Tenía quince años pero la esposa del hombre que grita me llamó para decirme que debía vestir otra ropa ya que estaba tentando a los hombres al usar pantalón. Sentía tanto asco de mi mismo, de que me miraran, que me estuvieran diciendo eso.

Dos años más tarde, cuando decidí que no podía seguir ocultando y odiando lo que soy, decidí salir del closet.

De la iglesia lo único que obtuve fueron tres exorcismos, que si bien ahora me rio de ello, para un chico de dieciséis que cree que es la única esperanza para que mamá lo acepte, fue algo que no pudo soportar.

Cada tarde en la que el hombre que grita me tuvo ahí, convencido de que estaba endemoniado. Lanzandome aceite, moviéndome fuerte con sus manos en mi cabeza, gritandome en el nombre del Señor que no me hizo bonito.

Cuando habló con mi papá y el no dijo nada. Cuando le decía a mamá que yo no quería cooperar. El silencio de mi mamá. Estar aislado de mi hermano para no contagiarlo, el silencio de papá para evitar peleas, los libros que mi mamá quemó, el amor que me prohibió, la ropa que me quitó, el celular para aislarme, las veces que me dijo que daba asco, que mi abuela estaría decepcionada de mi.

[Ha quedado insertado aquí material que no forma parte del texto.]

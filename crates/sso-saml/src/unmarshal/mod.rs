//! Message unmarshalling.
//!
//! The [`UnmarshallerFactory`] maps qualified root element names to
//! builders. It is populated once during bootstrap and shared read-only
//! afterwards. [`Unmarshaller`] runs the signature-wrapping guard and the
//! builder for the document's root.

mod builders;
mod guard;

use std::collections::HashMap;
use std::sync::Arc;

use crate::error::{SamlError, SamlResult, ValidationError};
use crate::types::{ProtocolMessage, SAMLP_NS, SAML_NS};
use crate::xml::{XmlDocument, XmlElement};

/// Builds a typed message from a root element.
pub type BuilderFn = fn(&XmlElement) -> Result<ProtocolMessage, ValidationError>;

/// Namespace-qualified element name.
#[derive(Debug, Clone, PartialEq, Eq, Hash)]
struct QName {
    namespace: String,
    local_name: String,
}

impl QName {
    fn new(namespace: &str, local_name: &str) -> Self {
        Self {
            namespace: namespace.to_string(),
            local_name: local_name.to_string(),
        }
    }
}

/// Registry of builders keyed by root element name.
#[derive(Debug, Default)]
pub struct UnmarshallerFactory {
    builders: HashMap<QName, BuilderFn>,
}

impl UnmarshallerFactory {
    /// Creates an empty factory.
    #[must_use]
    pub fn new() -> Self {
        Self::default()
    }

    /// Creates a factory with builders for Response, Assertion,
    /// LogoutRequest and LogoutResponse.
    ///
    /// ## Errors
    ///
    /// Returns [`SamlError::Bootstrap`] if a registration conflicts.
    pub fn with_defaults() -> SamlResult<Self> {
        let mut factory = Self::new();
        factory.register(SAMLP_NS, "Response", builders::response)?;
        factory.register(SAML_NS, "Assertion", builders::assertion)?;
        factory.register(SAMLP_NS, "LogoutRequest", builders::logout_request)?;
        factory.register(SAMLP_NS, "LogoutResponse", builders::logout_response)?;
        Ok(factory)
    }

    /// Registers a builder for the given root element.
    ///
    /// ## Errors
    ///
    /// Returns [`SamlError::Bootstrap`] if a builder is already registered
    /// for the name.
    pub fn register(
        &mut self,
        namespace: &str,
        local_name: &str,
        builder: BuilderFn,
    ) -> SamlResult<()> {
        let name = QName::new(namespace, local_name);
        if self.builders.contains_key(&name) {
            return Err(SamlError::Bootstrap(format!(
                "unmarshaller for {{{namespace}}}{local_name} already registered"
            )));
        }
        tracing::debug!(namespace, local_name, "Registered SAML unmarshaller");
        self.builders.insert(name, builder);
        Ok(())
    }

    /// Returns the builder for an element, if one is registered.
    #[must_use]
    pub fn get(&self, element: &XmlElement) -> Option<BuilderFn> {
        let namespace = element.namespace.as_deref()?;
        self.builders
            .get(&QName::new(namespace, &element.local_name))
            .copied()
    }

    /// Returns the number of registered builders.
    #[must_use]
    pub fn len(&self) -> usize {
        self.builders.len()
    }

    /// Returns true if no builder is registered.
    #[must_use]
    pub fn is_empty(&self) -> bool {
        self.builders.is_empty()
    }
}

/// Converts parsed documents into [`ProtocolMessage`]s.
#[derive(Debug, Clone)]
pub struct Unmarshaller {
    factory: Arc<UnmarshallerFactory>,
}

impl Unmarshaller {
    /// Creates an unmarshaller backed by `factory`.
    #[must_use]
    pub const fn new(factory: Arc<UnmarshallerFactory>) -> Self {
        Self { factory }
    }

    /// Unmarshals the document's root element.
    ///
    /// The signature-wrapping guard runs before the builder, so a wrapping
    /// shape is reported as such even when the smuggled elements are also
    /// malformed.
    ///
    /// ## Errors
    ///
    /// Returns [`SamlError::Validation`] if no builder is registered for the
    /// root, the guard rejects the tree, or the builder rejects the content.
    pub fn unmarshal(&self, doc: &XmlDocument) -> SamlResult<ProtocolMessage> {
        let root = doc.root();

        let Some(builder) = self.factory.get(root) else {
            let name = match &root.namespace {
                Some(ns) => format!("{{{ns}}}{}", root.local_name),
                None => root.local_name.clone(),
            };
            tracing::error!(element = %name, "No unmarshaller registered for the SAML message root");
            return Err(ValidationError::Unmarshalling(format!(
                "no unmarshaller registered for {name}"
            ))
            .into());
        };

        guard::check(root)?;

        let message = builder(root).map_err(|e| {
            tracing::error!(error = %e, "Failed to unmarshal SAML message");
            e
        })?;

        tracing::debug!(
            kind = message.kind(),
            id = message.id().unwrap_or_default(),
            "Unmarshalled SAML message"
        );
        Ok(message)
    }
}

Son cosas de las que si hablo, me quema, a veces no puedo recordarlo. Quize con tantas fuerzas que no fuera real, me dije que no estaba pasando, que no me estaba pasando a mi.

Ahora siento que esto le duele todo el tiempo a una de mis partes. Que cada que sale debe ser enterrada.

Porque esto es algo de lo que no puedo hablar.